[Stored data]
§

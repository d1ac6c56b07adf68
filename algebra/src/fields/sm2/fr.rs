//! The sm2p256v1 scalar field (the order of the base point).

use crate::{
    biginteger::BigInteger256 as BigInteger,
    fields::{Fp256, Fp256Parameters, FpParameters},
};

pub type Fr = Fp256<FrParameters>;

pub struct FrParameters;

impl Fp256Parameters for FrParameters {}
impl FpParameters for FrParameters {
    type BigInt = BigInteger;

    /// MODULUS = 0xfffffffeffffffffffffffffffffffff7203df6b21c6052b53bbf40939d54123
    const MODULUS: BigInteger = BigInteger([
            0x53bbf40939d54123,
            0x7203df6b21c6052b,
            0xffffffffffffffff,
            0xfffffffeffffffff,
        ]);

    const MODULUS_BITS: u32 = 256;

    const REPR_SHAVE_BITS: u32 = 0;

    /// R = 2^256 mod MODULUS
    const R: BigInteger = BigInteger([
            0xac440bf6c62abedd,
            0x8dfc2094de39fad4,
            0x0,
            0x100000000,
        ]);

    /// R^2 mod MODULUS
    const R2: BigInteger = BigInteger([
            0x901192af7c114f20,
            0x3464504ade6fa2fa,
            0x620fc84c3affe0d4,
            0x1eb5e412a22b3d3b,
        ]);

    /// -MODULUS^(-1) mod 2^64
    const INV: u64 = 0x327f9e8872350975;

    const MODULUS_MINUS_ONE_DIV_TWO: BigInteger = BigInteger([
            0xa9ddfa049ceaa091,
            0xb901efb590e30295,
            0xffffffffffffffff,
            0x7fffffff7fffffff,
        ]);
}
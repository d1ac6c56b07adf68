use crate::curves::{models::bn::BnParameters, short_weierstrass_affine::GroupAffine};

pub type G2Affine<P> = GroupAffine<<P as BnParameters>::G2Parameters>;
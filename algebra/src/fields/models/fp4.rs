use crate::{
    bytes::{FromBytes, ToBytes},
    fields::{Field, Fp2, Fp2Parameters},
    rand::UniformRand,
};
use derivative::Derivative;
use rand::Rng;
use std::{
    fmt,
    io::{Read, Result as IoResult, Write},
    ops::{AddAssign, MulAssign, Neg, SubAssign},
};

/// Parameters of the quadratic extension Fp2[v]/(v^2 - u).
pub trait Fp4Parameters: 'static + Send + Sync {
    type Fp2Params: Fp2Parameters;

    /// v^(p^i - 1) for i = 0..4, elements of Fp2.
    const FROBENIUS_COEFF_FP4_C1: [Fp2<Self::Fp2Params>; 4];

    /// Multiplication of an Fp2 element by the non-residue v^2 = u.
    #[inline(always)]
    fn mul_fp2_by_nonresidue(fe: &Fp2<Self::Fp2Params>) -> Fp2<Self::Fp2Params> {
        // (a + b u) * u = alpha b + a u
        Fp2::new(
            <Self::Fp2Params as Fp2Parameters>::mul_fp_by_nonresidue(&fe.c1),
            fe.c0,
        )
    }
}

/// An element c0 + c1 * v of the quartic extension.
#[derive(Derivative)]
#[derivative(
    Default(bound = ""),
    Hash(bound = ""),
    Clone(bound = ""),
    Copy(bound = ""),
    Debug(bound = ""),
    PartialEq(bound = ""),
    Eq(bound = "")
)]
pub struct Fp4<P: Fp4Parameters> {
    pub c0: Fp2<P::Fp2Params>,
    pub c1: Fp2<P::Fp2Params>,
}

impl<P: Fp4Parameters> Fp4<P> {
    pub const fn const_new(c0: Fp2<P::Fp2Params>, c1: Fp2<P::Fp2Params>) -> Self {
        Fp4 { c0, c1 }
    }

    pub fn new(c0: Fp2<P::Fp2Params>, c1: Fp2<P::Fp2Params>) -> Self {
        Fp4 { c0, c1 }
    }
}

impl<P: Fp4Parameters> Field for Fp4<P> {
    #[inline]
    fn zero() -> Self {
        Fp4::new(Fp2::zero(), Fp2::zero())
    }

    #[inline]
    fn is_zero(&self) -> bool {
        self.c0.is_zero() && self.c1.is_zero()
    }

    #[inline]
    fn one() -> Self {
        Fp4::new(Fp2::one(), Fp2::zero())
    }

    #[inline]
    fn is_one(&self) -> bool {
        self.c0.is_one() && self.c1.is_zero()
    }

    #[inline]
    fn parity(&self) -> bool {
        self.c0.parity()
    }

    #[inline]
    fn double(&self) -> Self {
        let mut tmp = *self;
        tmp.double_in_place();
        tmp
    }

    #[inline]
    fn double_in_place(&mut self) -> &mut Self {
        self.c0.double_in_place();
        self.c1.double_in_place();
        self
    }

    #[inline]
    fn square(&self) -> Self {
        let mut tmp = *self;
        tmp.square_in_place();
        tmp
    }

    #[inline]
    fn square_in_place(&mut self) -> &mut Self {
        let tmp = *self;
        self.mul_assign(&tmp);
        self
    }

    fn inverse(&self) -> Option<Self> {
        if self.is_zero() {
            return None;
        }
        // (c0 - c1 v) / (c0^2 - u c1^2)
        let denom = self.c0.square() - P::mul_fp2_by_nonresidue(&self.c1.square());
        denom
            .inverse()
            .map(|d| Fp4::new(self.c0 * d, -(self.c1 * d)))
    }

    fn inverse_in_place(&mut self) -> Option<&mut Self> {
        if let Some(inv) = self.inverse() {
            *self = inv;
            Some(self)
        } else {
            None
        }
    }

    fn frobenius_map(&mut self, power: usize) {
        self.c0.frobenius_map(power);
        self.c1.frobenius_map(power);
        self.c1 *= &P::FROBENIUS_COEFF_FP4_C1[power % 4];
    }
}

impl<P: Fp4Parameters> fmt::Display for Fp4<P> {
    fn fmt(&self, f: &mut fmt::Formatter<'_>) -> fmt::Result {
        write!(f, "Fp4({} + {} * v)", self.c0, self.c1)
    }
}

impl<P: Fp4Parameters> Neg for Fp4<P> {
    type Output = Self;

    #[inline]
    fn neg(self) -> Self {
        Fp4::new(-self.c0, -self.c1)
    }
}

impl<'a, P: Fp4Parameters> AddAssign<&'a Self> for Fp4<P> {
    #[inline]
    fn add_assign(&mut self, other: &Self) {
        self.c0 += &other.c0;
        self.c1 += &other.c1;
    }
}

impl<'a, P: Fp4Parameters> SubAssign<&'a Self> for Fp4<P> {
    #[inline]
    fn sub_assign(&mut self, other: &Self) {
        self.c0 -= &other.c0;
        self.c1 -= &other.c1;
    }
}

impl<'a, P: Fp4Parameters> MulAssign<&'a Self> for Fp4<P> {
    /// Karatsuba over Fp2.
    #[inline]
    fn mul_assign(&mut self, other: &Self) {
        let v0 = self.c0 * &other.c0;
        let v1 = self.c1 * &other.c1;
        let c1 = (self.c0 + self.c1) * (other.c0 + other.c1) - v0 - v1;
        self.c0 = v0 + P::mul_fp2_by_nonresidue(&v1);
        self.c1 = c1;
    }
}

impl_field_ops!(Fp4, Fp4Parameters);

impl<P: Fp4Parameters> ToBytes for Fp4<P> {
    /// Wire order: highest component first.
    #[inline]
    fn write<W: Write>(&self, mut writer: W) -> IoResult<()> {
        self.c1.write(&mut writer)?;
        self.c0.write(&mut writer)
    }
}

impl<P: Fp4Parameters> FromBytes for Fp4<P> {
    #[inline]
    fn read<R: Read>(mut reader: R) -> IoResult<Self> {
        let c1 = Fp2::read(&mut reader)?;
        let c0 = Fp2::read(&mut reader)?;
        Ok(Fp4::new(c0, c1))
    }
}

impl<P: Fp4Parameters> UniformRand for Fp4<P> {
    #[inline]
    fn rand<R: Rng + ?Sized>(rng: &mut R) -> Self {
        Fp4::new(Fp2::rand(rng), Fp2::rand(rng))
    }
}
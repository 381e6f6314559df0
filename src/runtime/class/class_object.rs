use std::collections::HashMap;
use std::rc::Rc;

use crate::ast::Statement;

const INIT_METHOD: &str = "__init__";

/// A method as declared in source: the implicit `self` is not part of
/// `formal_params`.
#[derive(Debug)]
pub struct Method {
    pub name: String,
    pub formal_params: Vec<String>,
    pub body: Statement,
}

/// Runtime representation of a Mython class.
///
/// The method table is flattened at construction: inherited methods are
/// copied in first and the class's own methods shadow them, so lookups never
/// walk the parent chain.
#[derive(Debug)]
pub struct Class {
    name: String,
    methods: HashMap<String, Rc<Method>>,
    parent: Option<Rc<Class>>,
}

impl Class {
    pub fn new(name: String, methods: Vec<Method>, parent: Option<Rc<Class>>) -> Self {
        let mut table = parent
            .as_ref()
            .map(|parent| parent.methods.clone())
            .unwrap_or_default();
        for method in methods {
            table.insert(method.name.clone(), Rc::new(method));
        }
        if !table.contains_key(INIT_METHOD) {
            table.insert(
                INIT_METHOD.to_string(),
                Rc::new(Method {
                    name: INIT_METHOD.to_string(),
                    formal_params: Vec::new(),
                    body: Statement::NoneConst,
                }),
            );
        }
        Self {
            name,
            methods: table,
            parent,
        }
    }

    pub fn name(&self) -> &str {
        &self.name
    }

    pub fn parent(&self) -> Option<&Rc<Class>> {
        self.parent.as_ref()
    }

    pub fn method(&self, name: &str) -> Option<&Rc<Method>> {
        self.methods.get(name)
    }
}

#[cfg(test)]
mod tests {
    use super::*;

    fn method(name: &str, params: &[&str], value: i64) -> Method {
        Method {
            name: name.to_string(),
            formal_params: params.iter().map(|param| param.to_string()).collect(),
            body: Statement::Return(Box::new(Statement::NumericConst(value))),
        }
    }

    #[test]
    fn synthesizes_zero_argument_init() {
        let class = Class::new("Empty".to_string(), Vec::new(), None);
        let init = class.method("__init__").expect("__init__ should exist");
        assert!(init.formal_params.is_empty());
        assert!(matches!(init.body, Statement::NoneConst));
    }

    #[test]
    fn own_methods_shadow_inherited_ones() {
        let base = Rc::new(Class::new(
            "Base".to_string(),
            vec![method("name", &[], 1), method("only_base", &["x"], 2)],
            None,
        ));
        let derived = Class::new(
            "Derived".to_string(),
            vec![method("name", &[], 3)],
            Some(base.clone()),
        );

        let own = derived.method("name").expect("name");
        assert!(matches!(
            own.body,
            Statement::Return(ref value) if matches!(**value, Statement::NumericConst(3))
        ));
        let inherited = derived.method("only_base").expect("only_base");
        assert!(Rc::ptr_eq(
            inherited,
            base.method("only_base").expect("base method")
        ));
        assert!(derived.method("missing").is_none());
        assert_eq!(derived.parent().map(|parent| parent.name()), Some("Base"));
    }

    #[test]
    fn inherited_init_is_not_replaced_by_synthesized_one() {
        let base = Rc::new(Class::new(
            "Base".to_string(),
            vec![method("__init__", &["value"], 0)],
            None,
        ));
        let derived = Class::new("Derived".to_string(), Vec::new(), Some(base));
        let init = derived.method("__init__").expect("__init__");
        assert_eq!(init.formal_params, vec!["value".to_string()]);
    }
}
use std::fmt;

/// A single lexical unit of a Mython program.
///
/// Payload-carrying variants compare by payload; unit variants compare by tag.
#[derive(Debug, Clone, PartialEq, Eq)]
pub enum Token {
    Number(i64),
    Identifier(String),
    Char(char),
    String(String),

    // Keywords
    Class,
    Return,
    If,
    Else,
    Def,
    Print,
    And,
    Or,
    Not,
    None,
    True,
    False,

    // Comparisons
    Eq,          // ==
    NotEq,       // !=
    LessOrEq,    // <=
    GreaterOrEq, // >=

    // Structural
    Newline,
    Indent,
    Dedent,
    Eof,
}

impl Token {
    pub fn is_char(&self, expected: char) -> bool {
        matches!(self, Token::Char(c) if *c == expected)
    }
}

impl fmt::Display for Token {
    fn fmt(&self, f: &mut fmt::Formatter<'_>) -> fmt::Result {
        match self {
            Token::Number(value) => write!(f, "Number{{{value}}}"),
            Token::Identifier(value) => write!(f, "Identifier{{{value}}}"),
            Token::Char(value) => write!(f, "Char{{{value}}}"),
            Token::String(value) => write!(f, "String{{{value}}}"),
            Token::Class => f.write_str("Class"),
            Token::Return => f.write_str("Return"),
            Token::If => f.write_str("If"),
            Token::Else => f.write_str("Else"),
            Token::Def => f.write_str("Def"),
            Token::Print => f.write_str("Print"),
            Token::And => f.write_str("And"),
            Token::Or => f.write_str("Or"),
            Token::Not => f.write_str("Not"),
            Token::None => f.write_str("None"),
            Token::True => f.write_str("True"),
            Token::False => f.write_str("False"),
            Token::Eq => f.write_str("Eq"),
            Token::NotEq => f.write_str("NotEq"),
            Token::LessOrEq => f.write_str("LessOrEq"),
            Token::GreaterOrEq => f.write_str("GreaterOrEq"),
            Token::Newline => f.write_str("Newline"),
            Token::Indent => f.write_str("Indent"),
            Token::Dedent => f.write_str("Dedent"),
            Token::Eof => f.write_str("Eof"),
        }
    }
}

§

### Required work
Lines after the one containing "Fp2[v]/(v^2 - u)." are left out; every line from the start of the entries through that line is restated word for word.

### Reply to the task
repository d1ac6c56b07adf68
filename algebra/src/fields/sm2/fr.rs
//! The sm2p256v1 scalar field (the order of the base point).

use crate::{
    biginteger::BigInteger256 as BigInteger,
    fields::{Fp256, Fp256Parameters, FpParameters},
};

pub type Fr = Fp256<FrParameters>;

pub struct FrParameters;

impl Fp256Parameters for FrParameters {}
impl FpParameters for FrParameters {
    type BigInt = BigInteger;

    /// MODULUS = 0xfffffffeffffffffffffffffffffffff7203df6b21c6052b53bbf40939d54123
    const MODULUS: BigInteger = BigInteger([
            0x53bbf40939d54123,
            0x7203df6b21c6052b,
            0xffffffffffffffff,
            0xfffffffeffffffff,
        ]);

    const MODULUS_BITS: u32 = 256;

    const REPR_SHAVE_BITS: u32 = 0;

    /// R = 2^256 mod MODULUS
    const R: BigInteger = BigInteger([
            0xac440bf6c62abedd,
            0x8dfc2094de39fad4,
            0x0,
            0x100000000,
        ]);

    /// R^2 mod MODULUS
    const R2: BigInteger = BigInteger([
            0x901192af7c114f20,
            0x3464504ade6fa2fa,
            0x620fc84c3affe0d4,
            0x1eb5e412a22b3d3b,
        ]);

    /// -MODULUS^(-1) mod 2^64
    const INV: u64 = 0x327f9e8872350975;

    const MODULUS_MINUS_ONE_DIV_TWO: BigInteger = BigInteger([
            0xa9ddfa049ceaa091,
            0xb901efb590e30295,
            0xffffffffffffffff,
            0x7fffffff7fffffff,
        ]);
}
repository d1ac6c56b07adf68
use crate::curves::{models::bn::BnParameters, short_weierstrass_affine::GroupAffine};

pub type G2Affine<P> = GroupAffine<<P as BnParameters>::G2Parameters>;
filename algebra/src/fields/models/fp4.rs
use crate::{
    bytes::{FromBytes, ToBytes},
    fields::{Field, Fp2, Fp2Parameters},
    rand::UniformRand,
};
use derivative::Derivative;
use rand::Rng;
use std::{
    fmt,
    io::{Read, Result as IoResult, Write},
    ops::{AddAssign, MulAssign, Neg, SubAssign},
};

/// Parameters of the quadratic extension Fp2[v]/(v^2 - u).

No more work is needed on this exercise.